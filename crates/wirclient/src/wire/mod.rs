// SPDX-License-Identifier: BUSL-1.1
// Copyright (c) 2026 Alfred Jean LLC

//! Wire layer: the `bplist00` record codec with its 4-byte length framing,
//! and the WIR key/selector vocabulary.

pub mod codec;
pub mod keys;

pub use codec::{decode_record, encode_body, encode_record, FrameDecoder};
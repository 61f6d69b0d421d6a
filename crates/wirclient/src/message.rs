// SPDX-License-Identifier: BUSL-1.1
// Copyright (c) 2026 Alfred Jean LLC

//! Builds outbound wire records.
//!
//! Two layers produce traffic: meta commands, which are fixed plist
//! envelopes with no WebKit payload (`setConnectionKey`, `connectToApp`,
//! `setSenderKey`, `indicateWebView`, `launchApplication`), and protocol
//! commands, which carry an inner `{id, method, params}` JSON message under
//! `WIRSocketDataKey`, either verbatim (*direct*) or wrapped in
//! `Target.sendMessageToTarget` (*minimal*/*full*).

use plist::{Dictionary, Value};
use serde_json::json;

use crate::error::{Error, Result};
use crate::wire::keys;

/// WebKit protocol method names the client itself produces or matches on.
pub mod methods {
    pub const SEND_MESSAGE_TO_TARGET: &str = "Target.sendMessageToTarget";
    pub const DISPATCH_MESSAGE_FROM_TARGET: &str = "Target.dispatchMessageFromTarget";
    pub const TARGET_CREATED: &str = "Target.targetCreated";
    pub const TARGET_DESTROYED: &str = "Target.targetDestroyed";
    pub const DID_COMMIT_PROVISIONAL_TARGET: &str = "Target.didCommitProvisionalTarget";
    pub const TARGET_EXISTS: &str = "Target.exists";
    pub const SET_PAUSE_ON_START: &str = "Target.setPauseOnStart";
    pub const RESUME: &str = "Target.resume";
    pub const RUNTIME_EVALUATE: &str = "Runtime.evaluate";
    pub const FRAME_NAVIGATED: &str = "Page.frameNavigated";
    pub const FRAME_STOPPED_LOADING: &str = "Page.frameStoppedLoading";
    pub const TIMELINE_EVENT_RECORDED: &str = "Timeline.eventRecorded";
    pub const CONSOLE_MESSAGE_ADDED: &str = "Console.messageAdded";
    pub const EXECUTION_CONTEXT_CREATED: &str = "Runtime.executionContextCreated";
}

// -- Command shapes -----------------------------------------------------------

/// How a protocol command is laid out on the wire.
#[derive(Debug, Clone, Copy, PartialEq, Eq)]
pub enum Shape {
    /// `{id, method, params}` verbatim under `WIRSocketDataKey`.
    Direct,
    /// Wrapped in `Target.sendMessageToTarget`.
    Minimal,
    /// Wrapped, with the Runtime defaults merged into the inner params.
    Full,
}

/// Static per-method shape table.
pub fn shape_for(method: &str) -> Shape {
    match method {
        methods::TARGET_EXISTS | methods::SET_PAUSE_ON_START | methods::RESUME => Shape::Direct,
        "Page.getCookies"
        | "Runtime.awaitPromise"
        | "Runtime.callFunctionOn"
        | "Runtime.evaluate"
        | "Timeline.start"
        | "Timeline.stop" => Shape::Full,
        _ => Shape::Minimal,
    }
}

/// Flag defaults merged into full-shape params (alongside
/// `objectGroup: "console"`). `emulateUserGesture: false` is required on
/// iOS 13+ because `true` breaks popup blocking.
const FULL_SHAPE_DEFAULTS: [(&str, bool); 5] = [
    ("includeCommandLineAPI", true),
    ("doNotPauseOnExceptionsAndMuteConsole", false),
    ("emulateUserGesture", false),
    ("generatePreview", false),
    ("saveResult", false),
];

// -- Envelope -----------------------------------------------------------------

/// Session identity fields that outbound records draw from. Builders fail
/// with [`Error::Argument`] when a record needs a field that is unset, so
/// nothing malformed reaches the wire.
#[derive(Debug, Clone, Default)]
pub struct Envelope {
    pub connection_id: Option<String>,
    pub sender_id: Option<String>,
    pub app_id: Option<String>,
    pub page_id: Option<u32>,
}

impl Envelope {
    fn connection_id(&self) -> Result<&str> {
        self.connection_id.as_deref().ok_or_else(|| missing("connection id"))
    }

    fn sender_id(&self) -> Result<&str> {
        self.sender_id.as_deref().ok_or_else(|| missing("sender key"))
    }

    fn app_id(&self) -> Result<&str> {
        self.app_id.as_deref().ok_or_else(|| missing("application id"))
    }

    fn page_id(&self) -> Result<u32> {
        self.page_id.ok_or_else(|| missing("page id"))
    }
}

fn missing(field: &str) -> Error {
    Error::Argument(format!("{field} is required but not set"))
}

fn record(selector: &str, argument: Dictionary) -> Value {
    let mut dict = Dictionary::new();
    dict.insert(keys::SELECTOR.to_owned(), Value::String(selector.to_owned()));
    dict.insert(keys::ARGUMENT.to_owned(), Value::Dictionary(argument));
    Value::Dictionary(dict)
}

// -- Meta commands ------------------------------------------------------------

/// `setConnectionKey`: announce our connection UUID.
pub fn set_connection_key(envelope: &Envelope) -> Result<Value> {
    let mut argument = Dictionary::new();
    argument.insert(
        keys::CONNECTION_ID.to_owned(),
        Value::String(envelope.connection_id()?.to_owned()),
    );
    Ok(record(keys::REPORT_IDENTIFIER, argument))
}

/// `connectToApp`: request the page listing for one application.
pub fn connect_to_app(envelope: &Envelope, app_id: &str) -> Result<Value> {
    let mut argument = Dictionary::new();
    argument.insert(
        keys::CONNECTION_ID.to_owned(),
        Value::String(envelope.connection_id()?.to_owned()),
    );
    argument.insert(keys::APPLICATION_ID.to_owned(), Value::String(app_id.to_owned()));
    Ok(record(keys::FORWARD_GET_LISTING, argument))
}

/// `setSenderKey`: open the socket-level session for one page.
pub fn set_sender_key(envelope: &Envelope) -> Result<Value> {
    let mut argument = Dictionary::new();
    argument.insert(
        keys::CONNECTION_ID.to_owned(),
        Value::String(envelope.connection_id()?.to_owned()),
    );
    argument.insert(keys::APPLICATION_ID.to_owned(), Value::String(envelope.app_id()?.to_owned()));
    argument.insert(keys::SENDER.to_owned(), Value::String(envelope.sender_id()?.to_owned()));
    argument.insert(keys::PAGE_ID.to_owned(), Value::Integer(envelope.page_id()?.into()));
    argument.insert(keys::AUTOMATICALLY_PAUSE.to_owned(), Value::Boolean(false));
    Ok(record(keys::FORWARD_SOCKET_SETUP, argument))
}

/// `indicateWebView`: flash the inspection highlight on or off.
pub fn indicate_web_view(envelope: &Envelope, enabled: bool) -> Result<Value> {
    let mut argument = Dictionary::new();
    argument.insert(
        keys::CONNECTION_ID.to_owned(),
        Value::String(envelope.connection_id()?.to_owned()),
    );
    argument.insert(keys::APPLICATION_ID.to_owned(), Value::String(envelope.app_id()?.to_owned()));
    argument.insert(keys::PAGE_ID.to_owned(), Value::Integer(envelope.page_id()?.into()));
    if let Some(sender) = envelope.sender_id.as_deref() {
        argument.insert(keys::SENDER.to_owned(), Value::String(sender.to_owned()));
    }
    argument.insert(keys::INDICATE_ENABLED.to_owned(), Value::Boolean(enabled));
    Ok(record(keys::FORWARD_INDICATE_WEB_VIEW, argument))
}

/// `launchApplication`: ask the inspector daemon to launch a bundle.
pub fn launch_application(envelope: &Envelope, bundle_id: &str) -> Result<Value> {
    let mut argument = Dictionary::new();
    argument.insert(
        keys::CONNECTION_ID.to_owned(),
        Value::String(envelope.connection_id()?.to_owned()),
    );
    argument
        .insert(keys::APPLICATION_BUNDLE_ID.to_owned(), Value::String(bundle_id.to_owned()));
    Ok(record(keys::REQUEST_APPLICATION_LAUNCH, argument))
}

// -- Protocol commands --------------------------------------------------------

/// Target wrapping for a minimal/full-shape command.
#[derive(Debug, Clone, Copy)]
pub struct Wrap<'a> {
    pub target_id: &'a str,
    pub wrapper_msg_id: u64,
}

/// Build the `_rpc_forwardSocketData:` record for one protocol command.
///
/// `wrap` is `None` for direct-shape methods and for sessions downgraded to
/// the pre-target protocol; the inner message then travels verbatim.
pub fn protocol_command(
    envelope: &Envelope,
    method: &str,
    params: serde_json::Value,
    msg_id: u64,
    wrap: Option<Wrap<'_>>,
) -> Result<Value> {
    let mut params = normalize_params(params)?;
    if shape_for(method) == Shape::Full {
        merge_full_defaults(&mut params);
    }
    prune_nulls(&mut params);

    let inner = json!({ "id": msg_id, "method": method, "params": params });
    let outer = match wrap {
        Some(wrap) => {
            let message = serde_json::to_string(&inner)
                .map_err(|e| Error::Protocol(format!("inner message serialize: {e}")))?;
            json!({
                "id": wrap.wrapper_msg_id,
                "method": methods::SEND_MESSAGE_TO_TARGET,
                "params": { "targetId": wrap.target_id, "message": message },
            })
        }
        None => inner,
    };

    let data = serde_json::to_vec(&outer)
        .map_err(|e| Error::Protocol(format!("socket data serialize: {e}")))?;

    let mut argument = Dictionary::new();
    argument.insert(
        keys::CONNECTION_ID.to_owned(),
        Value::String(envelope.connection_id()?.to_owned()),
    );
    argument.insert(keys::APPLICATION_ID.to_owned(), Value::String(envelope.app_id()?.to_owned()));
    argument.insert(keys::SENDER.to_owned(), Value::String(envelope.sender_id()?.to_owned()));
    argument.insert(keys::PAGE_ID.to_owned(), Value::Integer(envelope.page_id()?.into()));
    argument.insert(keys::SOCKET_DATA.to_owned(), Value::Data(data));
    Ok(record(keys::FORWARD_SOCKET_DATA, argument))
}

/// Coerce caller params into an object map. `null` becomes empty.
fn normalize_params(params: serde_json::Value) -> Result<serde_json::Map<String, serde_json::Value>> {
    match params {
        serde_json::Value::Object(map) => Ok(map),
        serde_json::Value::Null => Ok(serde_json::Map::new()),
        other => Err(Error::Argument(format!("params must be an object, got {other}"))),
    }
}

fn merge_full_defaults(params: &mut serde_json::Map<String, serde_json::Value>) {
    if !params.contains_key("objectGroup") {
        params.insert("objectGroup".to_owned(), json!("console"));
    }
    for (key, default) in FULL_SHAPE_DEFAULTS {
        if !params.contains_key(key) {
            params.insert(key.to_owned(), json!(default));
        }
    }
}

/// Drop null-valued top-level argument keys before send.
fn prune_nulls(params: &mut serde_json::Map<String, serde_json::Value>) {
    params.retain(|_, v| !v.is_null());
}

#[cfg(test)]
#[path = "message_tests.rs"]
mod tests;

--*--

> EXERCISE PROMPT: Write out exactly, please, the lines beginning at the start of the material and ending with the line that holds "pub mod keys;", both included.

> ANSWER BOX:
filename crates/wirclient/src/wire/mod.rs
// SPDX-License-Identifier: BUSL-1.1
// Copyright (c) 2026 Alfred Jean LLC

//! Wire layer: the `bplist00` record codec with its 4-byte length framing,
//! and the WIR key/selector vocabulary.

pub mod codec;
pub mod keys;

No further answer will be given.